Heavily stuck on a graph task

Question

You have a graph with K ports and N cities, there are M ships in each port which carry X load units each (all of them are fully loaded at the beginning and can't reload at any time and all of them carry the same quantity of cargo). Every city needs some amount of cargo (may need the same amount, may not - depends on the input) and a ship can only unload its cargo in a city if it fulfills the city's whole needs (i.e. if a city needs 10 units of cargo, you can't unload 7 from one ship and 3 from the other - either one supplies all 10 units or it has no business of stopping there).

Every port is connected to every other port and every other city (cities are also connected with each other - basically everything is connected with everything) and you know the distance from each point to any other. What is the minimal cost (sum of the distances) all the ships must traverse and what are their respective routes if all the cities have to have their needs fulfilled and each ship has to end its journey in the same port that it started from?

That's a task I'm working on as a way of sharpening my problem solving skills. I thought about a greedy approach of choosing the closest cities and then going to the closest ones first but this falls short on a simple case like (suppose there is one ship in each port):

C1 <--11km--> P1 <--10km--> C2 <--10km--> P2 
where P are ports and C are cities 
(There should also be direct edges from C1 to C2 or P1 to P2 for example 
but I omitted them for clarity - let's just assume here all the verices
lie on the same line and so we could ignore them)

cause the ship from P1 will go to C2 thus making the route to C1 longer while the optimal solution would be for it to go to C1 which lies farther and let the ship from P2 handle C2. What is a correct way of solving this, then? Or maybe it's NP-complete and there's none? I tried thinking about it in terms of TSP, for example, but it's not too similar cause you don't look for Hamiltonian cycles here.

Answer 1

Your problem is NP-hard as can be seen as follows. Imagine you have two ports where you have 2 ships at one port and as many ships as you want at the other port, and the cost of travelling from the first port to any city is basically zero and the cost of travelling from the second port to any city is very large. Also imagine the cost of travelling from any city to another is very small.
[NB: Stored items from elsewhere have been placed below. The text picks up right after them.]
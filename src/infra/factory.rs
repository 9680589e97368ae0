use std::str::FromStr;
use std::sync::Arc;
use std::time::Duration;
use sqlx::{postgres::{PgPoolOptions, PgConnectOptions}, sqlite::{SqlitePoolOptions, SqliteJournalMode, SqliteConnectOptions}};
use sqlx::{PgPool, SqlitePool, ConnectOptions};
use tracing::info;
use tracing::log::LevelFilter;

use crate::api::views::load_templates;
use crate::config::Config;
use crate::error::AppError;
use crate::state::AppState;
use crate::domain::ports::{AuthRepository, LocationRepository, PropertyRepository, UserRepository};
use crate::domain::services::{auth_service::AuthService, navigation::NavigationPolicy, user_service::UserService};
use crate::infra::repositories::{
    postgres_auth_repo::PostgresAuthRepo, postgres_location_repo::PostgresLocationRepo,
    postgres_property_repo::PostgresPropertyRepo, postgres_user_repo::PostgresUserRepo,
    sqlite_auth_repo::SqliteAuthRepo, sqlite_location_repo::SqliteLocationRepo,
    sqlite_property_repo::SqlitePropertyRepo, sqlite_user_repo::SqliteUserRepo,
};

struct Repositories {
    user: Arc<dyn UserRepository>,
    auth: Arc<dyn AuthRepository>,
    location: Arc<dyn LocationRepository>,
    property: Arc<dyn PropertyRepository>,
}

pub async fn bootstrap_state(config: &Config) -> Result<AppState, AppError> {
    let database_url = &config.database_url;

    let repos = if database_url.starts_with("postgres://") || database_url.starts_with("postgresql://") {
        info!("Initializing PostgreSQL connection...");

        let mut opts: PgConnectOptions = database_url.parse().map_err(AppError::Database)?;
        opts = opts.log_statements(LevelFilter::Debug)
            .log_slow_statements(LevelFilter::Warn, Duration::from_millis(500));

        let pool = PgPoolOptions::new()
            .max_connections(10)
            .connect_with(opts)
            .await
            .map_err(AppError::Database)?;

        run_postgres_migrations(&pool).await?;
        postgres_repositories(pool)
    } else {
        info!("Initializing SQLite connection with WAL Mode...");

        let opts = SqliteConnectOptions::from_str(database_url)
            .map_err(AppError::Database)?
            .create_if_missing(true)
            .journal_mode(SqliteJournalMode::Wal)
            .busy_timeout(Duration::from_secs(5))
            .log_statements(LevelFilter::Debug)
            .log_slow_statements(LevelFilter::Warn, Duration::from_millis(500));

        let pool = SqlitePoolOptions::new()
            .max_connections(5)
            .connect_with(opts)
            .await
            .map_err(AppError::Database)?;

        run_sqlite_migrations(&pool).await?;
        sqlite_repositories(pool)
    };

    let user_service = UserService::new(repos.user.clone());
    user_service.ensure_bootstrap_admin(&config.bootstrap_admin_username).await?;

    assemble_state(config, repos, user_service)
}

/// State over an already migrated SQLite pool.
pub fn state_from_sqlite_pool(config: &Config, pool: SqlitePool) -> Result<AppState, AppError> {
    let repos = sqlite_repositories(pool);
    let user_service = UserService::new(repos.user.clone());
    assemble_state(config, repos, user_service)
}

fn sqlite_repositories(pool: SqlitePool) -> Repositories {
    Repositories {
        user: Arc::new(SqliteUserRepo::new(pool.clone())),
        auth: Arc::new(SqliteAuthRepo::new(pool.clone())),
        location: Arc::new(SqliteLocationRepo::new(pool.clone())),
        property: Arc::new(SqlitePropertyRepo::new(pool)),
    }
}

fn postgres_repositories(pool: PgPool) -> Repositories {
    Repositories {
        user: Arc::new(PostgresUserRepo::new(pool.clone())),
        auth: Arc::new(PostgresAuthRepo::new(pool.clone())),
        location: Arc::new(PostgresLocationRepo::new(pool.clone())),
        property: Arc::new(PostgresPropertyRepo::new(pool)),
    }
}

fn assemble_state(config: &Config, repos: Repositories, user_service: UserService) -> Result<AppState, AppError> {
    let templates = load_templates()
        .map_err(|e| AppError::InternalWithMsg(format!("Failed to load templates: {}", e)))?;
    let auth_service = AuthService::new(repos.auth.clone(), config.clone())?;

    Ok(AppState {
        config: config.clone(),
        auth_repo: repos.auth,
        location_repo: repos.location,
        property_repo: repos.property,
        user_directory: Arc::new(user_service),
        auth_service: Arc::new(auth_service),
        navigation: Arc::new(NavigationPolicy::default()),
        templates: Arc::new(templates),
    })
}

pub async fn run_postgres_migrations(pool: &PgPool) -> Result<(), AppError> {
    sqlx::migrate!("./migrations/postgres")
        .run(pool)
        .await
        .map_err(|e| AppError::InternalWithMsg(format!("Postgres migrations failed: {}", e)))
}

pub async fn run_sqlite_migrations(pool: &SqlitePool) -> Result<(), AppError> {
    sqlx::migrate!("./migrations/sqlite")
        .run(pool)
        .await
        .map_err(|e| AppError::InternalWithMsg(format!("SQLite migrations failed: {}", e)))
}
Suppose the ships each have cargo capacity M and the total cargo demand of the cities is 2*M. Then you want to split the cities into two sets where the total demand of each set of cities is M, so that you can use the two ships of capacity M that have cheap travel cost from the first port. Otherwise you have to use the other ships from the other port as well and incur a very large travel cost. However, finding a split of a set of numbers into two disjoint sets that have the same sum is an NP-complete problem. Thus your problem is NP-hard.

Thus, heuristics or brute force are probably your best way to go.

Answer 2

Ok, so I think you could do this with an A* state space search algorithm. It's similar to Dykstra's shortest path, but uses a heuristic function on the nodes.

I think you can model one ship journey as an edge on the graph, and each node will contain your info on where each ship is, how much cargo it has, and how much cargo has been delivered to each city.

State node:
  List of ships
  List of cities

Ship:
  Cargo Capacity
  Current Location

City:
  Cargo Delivered

So above is just data to be stored for each state. Other data like a ship's home city, or how much total cargo a city needs, cannot be changed by actions, and so it's not part of the state, it's just useful background information.

An edge on the graph would be an action of moving a ship and delivering cargo if it's a city. The edge weight would just be the distance between cities.

You are also going to have to make that heuristic function that gives a sort of fitness value for each state. We want a low fitness value to be good, and high to be bad. One idea that comes to mind for the heuristic is to look at the amount of cargo still needed at all of the cities added together, plus perhaps add 1 for each ship not at its home port. This heuristic is not consistent or admissible, I don't believe. It's sort of a fitness function.

Another heuristic option is to count the not-fully-supplied cities, and add the number of ships not at their home harbor. This heuristic would be admissible (never estimates higher than the actual cost), but I'm not sure if it would be better. There are a lot of ways you could go on the heuristic.

Then the other main thing you need is an Expand(Node n) function that gives you all of the possible successor states based on all the possible actions you could take.

Whatever heuristic you use, you should make it return zero if you are at the goal state. So if all cities have their cargo, and all ships are at their home port, it will return zero.

Then you just run it through a standard A* search! Here's the Wikipedia page for that, if you're unfamiliar with it. I'm sure there are lots of other good resources for learning it too. Let me know if you'd like some more explanation of the A* algorithm part of the problem. http://en.wikipedia.org/wiki/A*_search_algorithm

You have all the building blocks once you cover the things I mentioned: representation of a state, background information your heuristic function can access, a heuristic function which also checks for the goal state, and an expansion function that gets successor states based on possible actions, that computes edge weights using the background data. Now you just use those few building blocks in your implementation of the A* search algorithm, and bam, you have a good solution. Keep in mind that it may not provably be the optimal solution, and may not be guaranteed to find a solution. I believe the properties of your heuristic function (is it admissible and/or consistent?) will determine whether a solution or the optimal solution are guaranteed.